Sec. 1506.303. REIMBURSEMENT OF POOL REQUIRED. (a) Subject to Section 1506.305, the amount recovered by a covered individual in an action against a third party who is liable for the injury or illness must be used to reimburse the pool for benefits for medical expenses that have been advanced under Section 1506.302.

(b) The amount of reimbursement required by this section is not reduced by the application of the doctrine established at common law relating to adequate compensation of insureds and commonly referred to as the "made whole" doctrine.

(c) Subject to Section 1506.305, the pool shall treat any amount recovered by a covered individual in an action against a third party who is liable for the injury or illness that exceeds the amount of the reimbursement required under this section as an advance against future medical benefits for the injury or illness that the individual would otherwise be entitled to receive under pool coverage.

Added by Acts 2005, 79th Leg., Ch. 824 (S.B. 809), Sec. 9, eff. January 1, 2006.

Text of section effective until September 01, 2015

Sec. 1506.304. RESUMPTION OF PAYMENT OF BENEFITS. If the amount treated as an advance under Section 1506.303(c) is adequate to cover all future medical costs for the covered individual's injury or illness, the pool is not required to resume the payment of benefits. If the advance is insufficient, the pool shall resume the payment of benefits when the advance is exhausted.

Added by Acts 2005, 79th Leg., Ch. 824 (S.B. 809), Sec. 9, eff. January 1, 2006.

Text of section effective until September 01, 2015

Sec. 1506.305. ATTORNEY'S FEE FOR REPRESENTATION OF POOL'S INTEREST. (a) For purposes of this section, the pool's recovery includes:

(1) the amount recovered by the pool in the action; and

(2) the amount of the covered individual's total recovery that must be used to reimburse the pool or that is treated as an advance for future medical costs under Section 1506.303(c).

(b) If the pool's interest is not actively represented by an attorney in a third-party action under this subchapter, the pool shall pay a fee to an attorney representing the claimant in the amount agreed on between the attorney and the pool.
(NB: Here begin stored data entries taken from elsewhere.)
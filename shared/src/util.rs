/// Current UTC timestamp in milliseconds
pub fn now_millis() -> i64 {
    chrono::Utc::now().timestamp_millis()
}

/// Generate a Snowflake-style i64 for use as resource ID.
///
/// Layout (53 bits, fits in JavaScript's Number.MAX_SAFE_INTEGER):
///   - 41 bits: milliseconds since 2024-01-01 UTC (~69 years)
///   - 12 bits: random (4096 values per ms, collision-free at admin scale)
pub fn snowflake_id() -> i64 {
    use rand::Rng;
    // Custom epoch: 2024-01-01 00:00:00 UTC
    const EPOCH_MS: i64 = 1_704_067_200_000;
    let now = now_millis();
    let ts = (now - EPOCH_MS) & 0x1FF_FFFF_FFFF; // 41 bits
    let rand_bits: i64 = rand::thread_rng().gen_range(0..0x1000); // 12 bits
    (ts << 12) | rand_bits
}

#[cfg(test)]
mod tests {
    use super::*;

    #[test]
    fn test_snowflake_ids_are_positive_and_distinct() {
        let a = snowflake_id();
        let b = snowflake_id();
        assert!(a > 0);
        assert!(b > 0);
        // Same millisecond collisions are possible but vanishingly rare
        // across two draws with 12 random bits.
        assert!(a != b || a >> 12 == b >> 12);
    }
}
In the absence of an agreement, the court shall award to the attorney payable out of the pool's recovery:

(1) a reasonable fee for recovery of the pool's interest that may not exceed one-third of the pool's recovery; and

(2) a proportionate share of the reasonable expenses incurred.

(c) An attorney who represents a covered individual and is also to represent the interests of the pool under this subchapter must make a full written disclosure to the covered individual before employment as an attorney by the pool. The covered individual must acknowledge the disclosure and consent to the representation. A signed copy of the disclosure shall be provided to the covered individual and the pool. A copy of the disclosure with the covered individual's consent must be filed with the pleading before a judgment is entered and approved by the court. The attorney may not receive a fee under this section to which the attorney is otherwise entitled under an agreement with the pool unless the attorney complies with the requirements of this subsection.

(d) If an attorney actively representing the pool's interest actively participates in obtaining a recovery, the court shall award and apportion between the covered individual's and the pool's attorneys a fee payable out of the pool's subrogation recovery. In apportioning the award, the court shall consider the benefit accruing to the pool as a result of each attorney's service. The total attorney's fees may not exceed one-third of the pool's recovery.

Added by Acts 2005, 79th Leg., Ch. 824 (S.B. 809), Sec. 9, eff. January 1, 2006.